▸ **What is expected**
Having read the listing below, repeat it exactly.

▸ **Data provided**
//! The file object: lazy attach/detach lifecycle, children caching,
//! structural mutations and traversal.
//!
//! A [`FileObject`] is a cheap-clone handle onto shared state; the
//! filesystem's cache guarantees at most one live object per name, so two
//! resolutions of the same name observe the same attach state and children
//! cache. The provider supplies behavior through a [`FileHooks`] strategy
//! rather than subclassing.

use crate::content::{FileContent, RandomAccess, RandomAccessMode};
use crate::error::{Result, VfsError};
use crate::fs::FileSystem;
use crate::name::{FileName, NameScope};
use crate::selector::{FileSelectInfo, FileSelector, SelectAll, SelectSelf};
use crate::types::{Capability, FileType};
use std::io::{Read, Write};
use std::sync::Mutex;
use std::time::SystemTime;
use tracing::{trace, warn};

/// Provider hooks backing one file object.
///
/// Only type determination and child listing are mandatory; everything else
/// defaults to unsupported or a benign constant. Hooks are called with the
/// object's attach state locked, so they must not call back into the same
/// file object.
pub trait FileHooks: Send + Sync {
    /// Determines the type of the file. `None` means the file does not
    /// exist.
    fn file_type(&self) -> Result<Option<FileType>>;

    /// Lists the base names of the children. Called only when the attached
    /// type has children.
    fn list_children(&self) -> Result<Vec<String>>;

    /// Called when the object attaches to the backing resource. Receives
    /// the owning object so forwarding hooks can reach its filesystem.
    fn attach(&self, file: &FileObject) -> Result<()> {
        let _ = file;
        Ok(())
    }

    /// Called when the object detaches. Best-effort cleanup.
    fn detach(&self, file: &FileObject) -> Result<()> {
        let _ = file;
        Ok(())
    }

    fn is_readable(&self) -> Result<bool> {
        Ok(true)
    }

    fn is_writable(&self) -> Result<bool> {
        Ok(true)
    }

    fn is_hidden(&self) -> Result<bool> {
        Ok(false)
    }

    /// Opens the raw content for reading.
    fn open_input(&self) -> Result<Box<dyn Read + Send>> {
        Err(VfsError::NotSupported {
            operation: "read-content",
        })
    }

    /// Opens the raw content for writing, truncating or appending.
    fn open_output(&self, append: bool) -> Result<Box<dyn Write + Send>> {
        let _ = append;
        Err(VfsError::NotSupported {
            operation: "write-content",
        })
    }

    /// Opens the raw content for random access.
    fn open_random_access(&self, mode: RandomAccessMode) -> Result<Box<dyn RandomAccess>> {
        let _ = mode;
        Err(VfsError::NotSupported {
            operation: "random-access",
        })
    }

    /// Size of the content in bytes.
    fn content_size(&self) -> Result<u64> {
        Err(VfsError::NotSupported {
            operation: "content-size",
        })
    }

    fn delete(&self) -> Result<()> {
        Err(VfsError::NotSupported { operation: "delete" })
    }

    fn create_folder(&self) -> Result<()> {
        Err(VfsError::NotSupported {
            operation: "create-folder",
        })
    }

    /// Renames the backing resource to `new_name` within the same
    /// filesystem.
    fn rename_to(&self, new_name: &FileName) -> Result<()> {
        let _ = new_name;
        Err(VfsError::NotSupported { operation: "rename" })
    }

    fn last_modified(&self) -> Result<SystemTime> {
        Err(VfsError::NotSupported {
            operation: "get-last-modified",
        })
    }

    fn set_last_modified(&self, time: SystemTime) -> Result<()> {
        let _ = time;
        Err(VfsError::NotSupported {
            operation: "set-last-modified",
        })
    }

    fn attribute(&self, attr_name: &str) -> Result<Option<String>> {
        let _ = attr_name;
        Ok(None)
    }

    fn set_attribute(&self, attr_name: &str, value: String) -> Result<()> {
        let _ = (attr_name, value);
        Err(VfsError::NotSupported {
            operation: "set-attribute",
        })
    }
}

▸ **Answer for this exercise**
//! The file object: lazy attach/detach lifecycle, children caching,
//! structural mutations and traversal.
//!
//! A [`FileObject`] is a cheap-clone handle onto shared state; the
//! filesystem's cache guarantees at most one live object per name, so two
//! resolutions of the same name observe the same attach state and children
//! cache. The provider supplies behavior through a [`FileHooks`] strategy
//! rather than subclassing.

use crate::content::{FileContent, RandomAccess, RandomAccessMode};
use crate::error::{Result, VfsError};
use crate::fs::FileSystem;
use crate::name::{FileName, NameScope};
use crate::selector::{FileSelectInfo, FileSelector, SelectAll, SelectSelf};
use crate::types::{Capability, FileType};
use std::io::{Read, Write};
use std::sync::Mutex;
use std::time::SystemTime;
use tracing::{trace, warn};

/// Provider hooks backing one file object.
///
/// Only type determination and child listing are mandatory; everything else
/// defaults to unsupported or a benign constant. Hooks are called with the
/// object's attach state locked, so they must not call back into the same
/// file object.
pub trait FileHooks: Send + Sync {
    /// Determines the type of the file. `None` means the file does not
    /// exist.
    fn file_type(&self) -> Result<Option<FileType>>;

    /// Lists the base names of the children. Called only when the attached
    /// type has children.
    fn list_children(&self) -> Result<Vec<String>>;

    /// Called when the object attaches to the backing resource. Receives
    /// the owning object so forwarding hooks can reach its filesystem.
    fn attach(&self, file: &FileObject) -> Result<()> {
        let _ = file;
        Ok(())
    }

    /// Called when the object detaches. Best-effort cleanup.
    fn detach(&self, file: &FileObject) -> Result<()> {
        let _ = file;
        Ok(())
    }

    fn is_readable(&self) -> Result<bool> {
        Ok(true)
    }

    fn is_writable(&self) -> Result<bool> {
        Ok(true)
    }

    fn is_hidden(&self) -> Result<bool> {
        Ok(false)
    }

    /// Opens the raw content for reading.
    fn open_input(&self) -> Result<Box<dyn Read + Send>> {
        Err(VfsError::NotSupported {
            operation: "read-content",
        })
    }

    /// Opens the raw content for writing, truncating or appending.
    fn open_output(&self, append: bool) -> Result<Box<dyn Write + Send>> {
        let _ = append;
        Err(VfsError::NotSupported {
            operation: "write-content",
        })
    }

    /// Opens the raw content for random access.
    fn open_random_access(&self, mode: RandomAccessMode) -> Result<Box<dyn RandomAccess>> {
        let _ = mode;
        Err(VfsError::NotSupported {
            operation: "random-access",
        })
    }

    /// Size of the content in bytes.
    fn content_size(&self) -> Result<u64> {
        Err(VfsError::NotSupported {
            operation: "content-size",
        })
    }

    fn delete(&self) -> Result<()> {
        Err(VfsError::NotSupported { operation: "delete" })
    }

    fn create_folder(&self) -> Result<()> {
        Err(VfsError::NotSupported {
            operation: "create-folder",
        })
    }

    /// Renames the backing resource to `new_name` within the same
    /// filesystem.
    fn rename_to(&self, new_name: &FileName) -> Result<()> {
        let _ = new_name;
        Err(VfsError::NotSupported { operation: "rename" })
    }

    fn last_modified(&self) -> Result<SystemTime> {
        Err(VfsError::NotSupported {
            operation: "get-last-modified",
        })
    }

    fn set_last_modified(&self, time: SystemTime) -> Result<()> {
        let _ = time;
        Err(VfsError::NotSupported {
            operation: "set-last-modified",
        })
    }

    fn attribute(&self, attr_name: &str) -> Result<Option<String>> {
        let _ = attr_name;
        Ok(None)
    }

    fn set_attribute(&self, attr_name: &str, value: String) -> Result<()> {
        let _ = (attr_name, value);
        Err(VfsError::NotSupported {
            operation: "set-attribute",
        })
    }
}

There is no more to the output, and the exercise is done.